• What the exercise asks
Look for the line containing "assert_eq!(rs1(insn), 1);" in the records below. Then output it and all the lines that follow, exactly and without any others.

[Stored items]

++++++++++

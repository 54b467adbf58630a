//! RV32I instruction-word field extraction and encoding constants.
//!
//! Register and function fields occupy fixed bit ranges of every word; the
//! five immediate forms are reassembled from their scattered bit groups and
//! sign-extended by shifting the group up to bit 31 and arithmetic-shifting
//! back down.

/// Register width in bits; shift amounts are taken modulo this.
pub const XLEN: u32 = 32;

/// Primary opcode for `lui`.
pub const OPCODE_LUI: u32 = 0b011_0111;
/// Primary opcode for `auipc`.
pub const OPCODE_AUIPC: u32 = 0b001_0111;
/// Primary opcode for `jal`.
pub const OPCODE_JAL: u32 = 0b110_1111;
/// Primary opcode for `jalr`.
pub const OPCODE_JALR: u32 = 0b110_0111;
/// Primary opcode for the conditional-branch family.
pub const OPCODE_BTYPE: u32 = 0b110_0011;
/// Primary opcode for the load family.
pub const OPCODE_LOAD: u32 = 0b000_0011;
/// Primary opcode for the store family.
pub const OPCODE_STYPE: u32 = 0b010_0011;
/// Primary opcode for the ALU-immediate family.
pub const OPCODE_ALU_IMM: u32 = 0b001_0011;
/// Primary opcode for the register-register ALU family.
pub const OPCODE_RTYPE: u32 = 0b011_0011;
/// Primary opcode for the SYSTEM family (`ecall`/`ebreak`/CSR forms).
pub const OPCODE_SYSTEM: u32 = 0b111_0011;

/// funct3 values for the conditional-branch family.
pub mod funct3_branch {
    #![allow(missing_docs)]
    pub const BEQ: u32 = 0b000;
    pub const BNE: u32 = 0b001;
    pub const BLT: u32 = 0b100;
    pub const BGE: u32 = 0b101;
    pub const BLTU: u32 = 0b110;
    pub const BGEU: u32 = 0b111;
}

/// funct3 values for the load family.
pub mod funct3_load {
    #![allow(missing_docs)]
    pub const LB: u32 = 0b000;
    pub const LH: u32 = 0b001;
    pub const LW: u32 = 0b010;
    pub const LBU: u32 = 0b100;
    pub const LHU: u32 = 0b101;
}

/// funct3 values for the store family.
pub mod funct3_store {
    #![allow(missing_docs)]
    pub const SB: u32 = 0b000;
    pub const SH: u32 = 0b001;
    pub const SW: u32 = 0b010;
}

/// funct3 values shared by the ALU-immediate and register-register families.
pub mod funct3_alu {
    #![allow(missing_docs)]
    pub const ADD: u32 = 0b000;
    pub const SLL: u32 = 0b001;
    pub const SLT: u32 = 0b010;
    pub const SLTU: u32 = 0b011;
    pub const XOR: u32 = 0b100;
    pub const SRX: u32 = 0b101;
    pub const OR: u32 = 0b110;
    pub const AND: u32 = 0b111;
}

/// funct3 values for the CSR forms of the SYSTEM family.
pub mod funct3_csr {
    #![allow(missing_docs)]
    pub const CSRRW: u32 = 0b001;
    pub const CSRRS: u32 = 0b010;
    pub const CSRRC: u32 = 0b011;
    pub const CSRRWI: u32 = 0b101;
    pub const CSRRSI: u32 = 0b110;
    pub const CSRRCI: u32 = 0b111;
}

/// funct7 value selecting `srl`/`add` (and the immediate shift `srli`).
pub const FUNCT7_BASE: u32 = 0b000_0000;
/// funct7 value selecting `sra`/`sub` (and the immediate shift `srai`).
pub const FUNCT7_ALT: u32 = 0b010_0000;

/// Full-word encoding of `ecall`.
pub const INSN_ECALL: u32 = 0x0000_0073;
/// Full-word encoding of `ebreak`.
pub const INSN_EBREAK: u32 = 0x0010_0073;

/// CSR address of the `mhartid` register.
pub const CSR_MHARTID: u32 = 0xf14;

/// Extracts the primary opcode, bits 0..=6.
#[must_use]
pub const fn opcode(insn: u32) -> u32 {
    insn & 0x7f
}

/// Extracts the destination register field `rd`, bits 7..=11.
#[must_use]
pub const fn rd(insn: u32) -> u32 {
    (insn >> 7) & 0x1f
}

/// Extracts the `funct3` discriminator, bits 12..=14.
#[must_use]
pub const fn funct3(insn: u32) -> u32 {
    (insn >> 12) & 0x7
}

/// Extracts the first source register field `rs1`, bits 15..=19.
#[must_use]
pub const fn rs1(insn: u32) -> u32 {
    (insn >> 15) & 0x1f
}

/// Extracts the second source register field `rs2`, bits 20..=24.
#[must_use]
pub const fn rs2(insn: u32) -> u32 {
    (insn >> 20) & 0x1f
}

/// Extracts the `funct7` discriminator, bits 25..=31.
#[must_use]
pub const fn funct7(insn: u32) -> u32 {
    (insn >> 25) & 0x7f
}

/// Extracts the sign-extended I-type immediate (bits 31..=20).
#[must_use]
#[allow(clippy::cast_possible_wrap)]
pub const fn imm_i(insn: u32) -> i32 {
    (insn as i32) >> 20
}

/// Extracts the U-type immediate: the top 20 bits, low 12 bits zero.
#[must_use]
#[allow(clippy::cast_possible_wrap)]
pub const fn imm_u(insn: u32) -> i32 {
    (insn & 0xffff_f000) as i32
}

/// Extracts the sign-extended S-type immediate `{insn[31:25], insn[11:7]}`.
#[must_use]
pub const fn imm_s(insn: u32) -> i32 {
    let imm = ((insn >> 25) << 5) | ((insn >> 7) & 0x1f);
    sign_extend(imm, 12)
}

/// Extracts the sign-extended B-type immediate
/// `{insn[31], insn[7], insn[30:25], insn[11:8], 0}`.
#[must_use]
pub const fn imm_b(insn: u32) -> i32 {
    let imm = (((insn >> 31) & 0x1) << 12)
        | (((insn >> 7) & 0x1) << 11)
        | (((insn >> 25) & 0x3f) << 5)
        | (((insn >> 8) & 0xf) << 1);
    sign_extend(imm, 13)
}

/// Extracts the sign-extended J-type immediate
/// `{insn[31], insn[19:12], insn[20], insn[30:21], 0}`.
#[must_use]
pub const fn imm_j(insn: u32) -> i32 {
    let imm = (((insn >> 31) & 0x1) << 20)
        | (((insn >> 12) & 0xff) << 12)
        | (((insn >> 20) & 0x1) << 11)
        | (((insn >> 21) & 0x3ff) << 1);
    sign_extend(imm, 21)
}

#[allow(clippy::cast_possible_wrap)]
const fn sign_extend(value: u32, bits: u32) -> i32 {
    let shift = 32 - bits;
    ((value << shift) as i32) >> shift
}

#[cfg(test)]
mod tests {
    use super::{
        funct3, funct7, imm_b, imm_i, imm_j, imm_s, imm_u, opcode, rd, rs1, rs2, INSN_EBREAK,
        INSN_ECALL, OPCODE_ALU_IMM, OPCODE_JAL, OPCODE_LUI, OPCODE_SYSTEM,
    };

    #[test]
    fn fields_of_canonical_addi() {
        // addi x1,x0,5
        let insn = 0x0050_0093;
        assert_eq!(opcode(insn), OPCODE_ALU_IMM);
        assert_eq!(rd(insn), 1);
        assert_eq!(funct3(insn), 0);
        assert_eq!(rs1(insn), 0);
        assert_eq!(imm_i(insn), 5);
    }

    #[test]
    fn fields_of_canonical_rtype() {
        // sub x3,x1,x2
        let insn = 0x4020_81b3;
        assert_eq!(rd(insn), 3);
        assert_eq!(rs1(insn), 1);
        assert_eq!(rs2(insn), 2);
        assert_eq!(funct7(insn), 0b010_0000);
    }

    #[test]
    fn i_immediate_sign_extends() {
        // addi x1,x0,-1
        assert_eq!(imm_i(0xfff0_0093), -1);
        // addi x1,x0,-2048
        assert_eq!(imm_i(0x8000_0093), -2048);
        assert_eq!(imm_i(0x7ff0_0093), 2047);
    }

    #[test]
    fn u_immediate_keeps_low_bits_clear() {
        // lui x1,0x12345
        let insn = 0x1234_50b7;
        assert_eq!(opcode(insn), OPCODE_LUI);
        assert_eq!(imm_u(insn), 0x1234_5000);
        assert_eq!(imm_u(insn) & 0xfff, 0);
    }

    #[test]
    fn s_immediate_reassembles() {
        // sw x1,0(x0)
        assert_eq!(imm_s(0x0010_2023), 0);
        // sw x1,-4(x0) -> imm[11:5]=0x7f, imm[4:0]=0x1c
        assert_eq!(imm_s(0xfe10_2e23), -4);
    }

    #[test]
    fn b_immediate_reassembles() {
        // beq x1,x2,8
        assert_eq!(imm_b(0x0020_8463), 8);
        // bne x1,x2,-8 -> backward branch
        assert_eq!(imm_b(0xfe20_9ce3), -8);
    }

    #[test]
    fn j_immediate_reassembles() {
        // jal x1,8
        let insn = 0x0080_00ef;
        assert_eq!(opcode(insn), OPCODE_JAL);
        assert_eq!(imm_j(insn), 8);
        // jal x0,-4
        assert_eq!(imm_j(0xffdf_f06f), -4);
    }

    #[test]
    fn system_words_are_distinct() {
        assert_eq!(opcode(INSN_ECALL), OPCODE_SYSTEM);
        assert_eq!(opcode(INSN_EBREAK), OPCODE_SYSTEM);
        assert_ne!(INSN_ECALL, INSN_EBREAK);
    }
}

++++++++++

• Reply to the task
        assert_eq!(rs1(insn), 1);
        assert_eq!(rs2(insn), 2);
        assert_eq!(funct7(insn), 0b010_0000);
    }

    #[test]
    fn i_immediate_sign_extends() {
        // addi x1,x0,-1
        assert_eq!(imm_i(0xfff0_0093), -1);
        // addi x1,x0,-2048
        assert_eq!(imm_i(0x8000_0093), -2048);
        assert_eq!(imm_i(0x7ff0_0093), 2047);
    }

    #[test]
    fn u_immediate_keeps_low_bits_clear() {
        // lui x1,0x12345
        let insn = 0x1234_50b7;
        assert_eq!(opcode(insn), OPCODE_LUI);
        assert_eq!(imm_u(insn), 0x1234_5000);
        assert_eq!(imm_u(insn) & 0xfff, 0);
    }

    #[test]
    fn s_immediate_reassembles() {
        // sw x1,0(x0)
        assert_eq!(imm_s(0x0010_2023), 0);
        // sw x1,-4(x0) -> imm[11:5]=0x7f, imm[4:0]=0x1c
        assert_eq!(imm_s(0xfe10_2e23), -4);
    }

    #[test]
    fn b_immediate_reassembles() {
        // beq x1,x2,8
        assert_eq!(imm_b(0x0020_8463), 8);
        // bne x1,x2,-8 -> backward branch
        assert_eq!(imm_b(0xfe20_9ce3), -8);
    }

    #[test]
    fn j_immediate_reassembles() {
        // jal x1,8
        let insn = 0x0080_00ef;
        assert_eq!(opcode(insn), OPCODE_JAL);
        assert_eq!(imm_j(insn), 8);
        // jal x0,-4
        assert_eq!(imm_j(0xffdf_f06f), -4);
    }

    #[test]
    fn system_words_are_distinct() {
        assert_eq!(opcode(INSN_ECALL), OPCODE_SYSTEM);
        assert_eq!(opcode(INSN_EBREAK), OPCODE_SYSTEM);
        assert_ne!(INSN_ECALL, INSN_EBREAK);
    }
}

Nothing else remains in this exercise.